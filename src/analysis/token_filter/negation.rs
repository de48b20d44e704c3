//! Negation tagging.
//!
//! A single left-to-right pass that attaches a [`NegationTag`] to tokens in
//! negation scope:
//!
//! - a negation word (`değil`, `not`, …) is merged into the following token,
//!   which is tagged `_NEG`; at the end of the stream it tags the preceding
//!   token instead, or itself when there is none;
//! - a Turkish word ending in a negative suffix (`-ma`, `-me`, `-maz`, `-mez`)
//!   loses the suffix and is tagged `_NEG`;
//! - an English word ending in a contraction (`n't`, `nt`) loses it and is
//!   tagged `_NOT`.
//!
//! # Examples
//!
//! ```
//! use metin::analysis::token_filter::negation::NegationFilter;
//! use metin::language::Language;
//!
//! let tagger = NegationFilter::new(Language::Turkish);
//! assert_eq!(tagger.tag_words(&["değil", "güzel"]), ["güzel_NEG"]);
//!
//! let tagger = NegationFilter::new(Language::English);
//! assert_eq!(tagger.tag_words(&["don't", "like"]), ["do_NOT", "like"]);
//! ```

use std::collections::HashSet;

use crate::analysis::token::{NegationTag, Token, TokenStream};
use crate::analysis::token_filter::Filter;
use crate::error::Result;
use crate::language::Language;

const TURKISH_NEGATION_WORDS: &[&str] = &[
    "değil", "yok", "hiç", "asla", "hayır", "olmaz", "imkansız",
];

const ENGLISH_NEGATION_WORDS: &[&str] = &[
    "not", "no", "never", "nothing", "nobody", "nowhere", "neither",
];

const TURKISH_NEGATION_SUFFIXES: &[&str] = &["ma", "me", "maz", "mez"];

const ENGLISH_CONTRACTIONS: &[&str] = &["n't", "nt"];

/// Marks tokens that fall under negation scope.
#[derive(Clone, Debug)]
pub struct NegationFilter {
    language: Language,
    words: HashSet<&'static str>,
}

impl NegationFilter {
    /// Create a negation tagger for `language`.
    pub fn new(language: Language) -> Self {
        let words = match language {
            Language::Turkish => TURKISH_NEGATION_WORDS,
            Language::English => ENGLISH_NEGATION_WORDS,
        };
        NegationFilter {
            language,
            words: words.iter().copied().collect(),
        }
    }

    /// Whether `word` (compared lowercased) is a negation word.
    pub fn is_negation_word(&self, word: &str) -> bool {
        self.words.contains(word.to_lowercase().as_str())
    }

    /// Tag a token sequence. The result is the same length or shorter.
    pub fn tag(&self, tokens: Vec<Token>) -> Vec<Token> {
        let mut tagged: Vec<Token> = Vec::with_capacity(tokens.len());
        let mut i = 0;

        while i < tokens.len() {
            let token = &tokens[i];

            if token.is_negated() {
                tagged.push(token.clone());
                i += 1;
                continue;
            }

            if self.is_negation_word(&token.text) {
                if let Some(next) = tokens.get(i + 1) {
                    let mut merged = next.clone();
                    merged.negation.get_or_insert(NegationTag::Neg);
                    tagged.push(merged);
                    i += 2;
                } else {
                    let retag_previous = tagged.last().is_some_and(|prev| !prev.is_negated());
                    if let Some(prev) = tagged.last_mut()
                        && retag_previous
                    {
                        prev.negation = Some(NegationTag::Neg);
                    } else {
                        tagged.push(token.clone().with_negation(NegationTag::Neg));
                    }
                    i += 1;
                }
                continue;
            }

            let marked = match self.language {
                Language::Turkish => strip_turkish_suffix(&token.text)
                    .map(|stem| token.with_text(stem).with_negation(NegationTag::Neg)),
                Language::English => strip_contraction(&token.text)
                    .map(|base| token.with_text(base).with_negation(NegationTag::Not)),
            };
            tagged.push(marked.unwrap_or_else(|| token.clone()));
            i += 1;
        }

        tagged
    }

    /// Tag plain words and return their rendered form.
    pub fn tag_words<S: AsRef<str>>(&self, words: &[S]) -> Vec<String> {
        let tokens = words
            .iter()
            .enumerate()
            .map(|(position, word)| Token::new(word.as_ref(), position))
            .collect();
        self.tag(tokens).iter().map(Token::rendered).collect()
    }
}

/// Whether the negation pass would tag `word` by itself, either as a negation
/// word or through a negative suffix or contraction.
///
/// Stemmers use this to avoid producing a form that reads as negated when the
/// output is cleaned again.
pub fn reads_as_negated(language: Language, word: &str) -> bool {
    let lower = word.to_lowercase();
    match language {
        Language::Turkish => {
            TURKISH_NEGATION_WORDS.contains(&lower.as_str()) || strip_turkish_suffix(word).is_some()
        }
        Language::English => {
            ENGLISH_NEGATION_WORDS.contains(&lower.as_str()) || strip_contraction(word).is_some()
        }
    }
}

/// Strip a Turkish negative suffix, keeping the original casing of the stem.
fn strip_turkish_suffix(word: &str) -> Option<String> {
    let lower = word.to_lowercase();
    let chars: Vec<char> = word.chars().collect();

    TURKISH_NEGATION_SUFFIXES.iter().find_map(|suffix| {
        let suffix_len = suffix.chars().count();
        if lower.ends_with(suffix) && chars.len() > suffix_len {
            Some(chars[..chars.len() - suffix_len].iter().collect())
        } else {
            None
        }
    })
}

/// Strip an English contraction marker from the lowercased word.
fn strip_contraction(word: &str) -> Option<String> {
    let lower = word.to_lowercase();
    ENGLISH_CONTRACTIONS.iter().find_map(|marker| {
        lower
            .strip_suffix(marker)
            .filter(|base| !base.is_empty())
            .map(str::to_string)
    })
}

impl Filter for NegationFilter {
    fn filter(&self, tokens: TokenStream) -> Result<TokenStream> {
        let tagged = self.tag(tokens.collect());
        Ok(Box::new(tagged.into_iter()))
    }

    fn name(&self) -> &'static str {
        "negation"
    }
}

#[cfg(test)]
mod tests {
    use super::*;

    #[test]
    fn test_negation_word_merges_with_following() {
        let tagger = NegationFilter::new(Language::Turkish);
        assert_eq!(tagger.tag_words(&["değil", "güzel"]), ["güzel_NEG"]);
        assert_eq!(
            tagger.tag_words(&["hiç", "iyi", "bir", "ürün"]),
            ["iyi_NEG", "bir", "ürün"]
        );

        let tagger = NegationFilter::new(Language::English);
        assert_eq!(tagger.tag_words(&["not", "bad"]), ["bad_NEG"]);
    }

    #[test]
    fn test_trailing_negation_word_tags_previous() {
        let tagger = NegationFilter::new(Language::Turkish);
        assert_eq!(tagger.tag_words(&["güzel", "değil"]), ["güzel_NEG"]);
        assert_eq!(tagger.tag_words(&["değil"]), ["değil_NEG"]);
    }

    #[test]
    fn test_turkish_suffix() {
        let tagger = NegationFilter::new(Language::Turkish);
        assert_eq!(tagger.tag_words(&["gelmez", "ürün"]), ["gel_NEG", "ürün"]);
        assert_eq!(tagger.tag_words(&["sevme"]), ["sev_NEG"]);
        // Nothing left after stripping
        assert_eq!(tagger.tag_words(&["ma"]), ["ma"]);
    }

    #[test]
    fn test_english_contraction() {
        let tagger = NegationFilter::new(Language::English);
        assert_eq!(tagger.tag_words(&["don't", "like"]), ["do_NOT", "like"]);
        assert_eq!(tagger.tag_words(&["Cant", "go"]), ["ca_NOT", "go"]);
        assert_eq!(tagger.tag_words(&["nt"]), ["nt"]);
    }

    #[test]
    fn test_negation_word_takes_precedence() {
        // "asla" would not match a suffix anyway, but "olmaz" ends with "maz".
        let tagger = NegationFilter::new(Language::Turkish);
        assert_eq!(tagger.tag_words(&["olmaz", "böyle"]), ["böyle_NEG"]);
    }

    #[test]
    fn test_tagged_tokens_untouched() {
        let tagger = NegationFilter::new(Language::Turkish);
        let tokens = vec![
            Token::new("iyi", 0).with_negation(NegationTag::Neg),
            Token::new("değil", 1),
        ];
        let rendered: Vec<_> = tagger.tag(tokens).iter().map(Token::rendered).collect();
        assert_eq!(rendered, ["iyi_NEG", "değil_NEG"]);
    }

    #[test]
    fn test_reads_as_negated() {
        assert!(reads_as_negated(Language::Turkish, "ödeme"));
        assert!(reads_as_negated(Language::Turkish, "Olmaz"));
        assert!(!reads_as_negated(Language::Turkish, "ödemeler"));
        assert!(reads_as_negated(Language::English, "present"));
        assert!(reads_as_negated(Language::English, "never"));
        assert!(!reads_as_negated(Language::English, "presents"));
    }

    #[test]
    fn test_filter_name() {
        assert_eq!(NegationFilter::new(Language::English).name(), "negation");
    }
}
· · ·
> _PROBLEM DETAILS_
From the records above, copy every line that includes the word "match".

> _EXERCISE RESULT_
        let words = match language {
            let marked = match self.language {
    match language {
        // "asla" would not match a suffix anyway, but "olmaz" ends with "maz".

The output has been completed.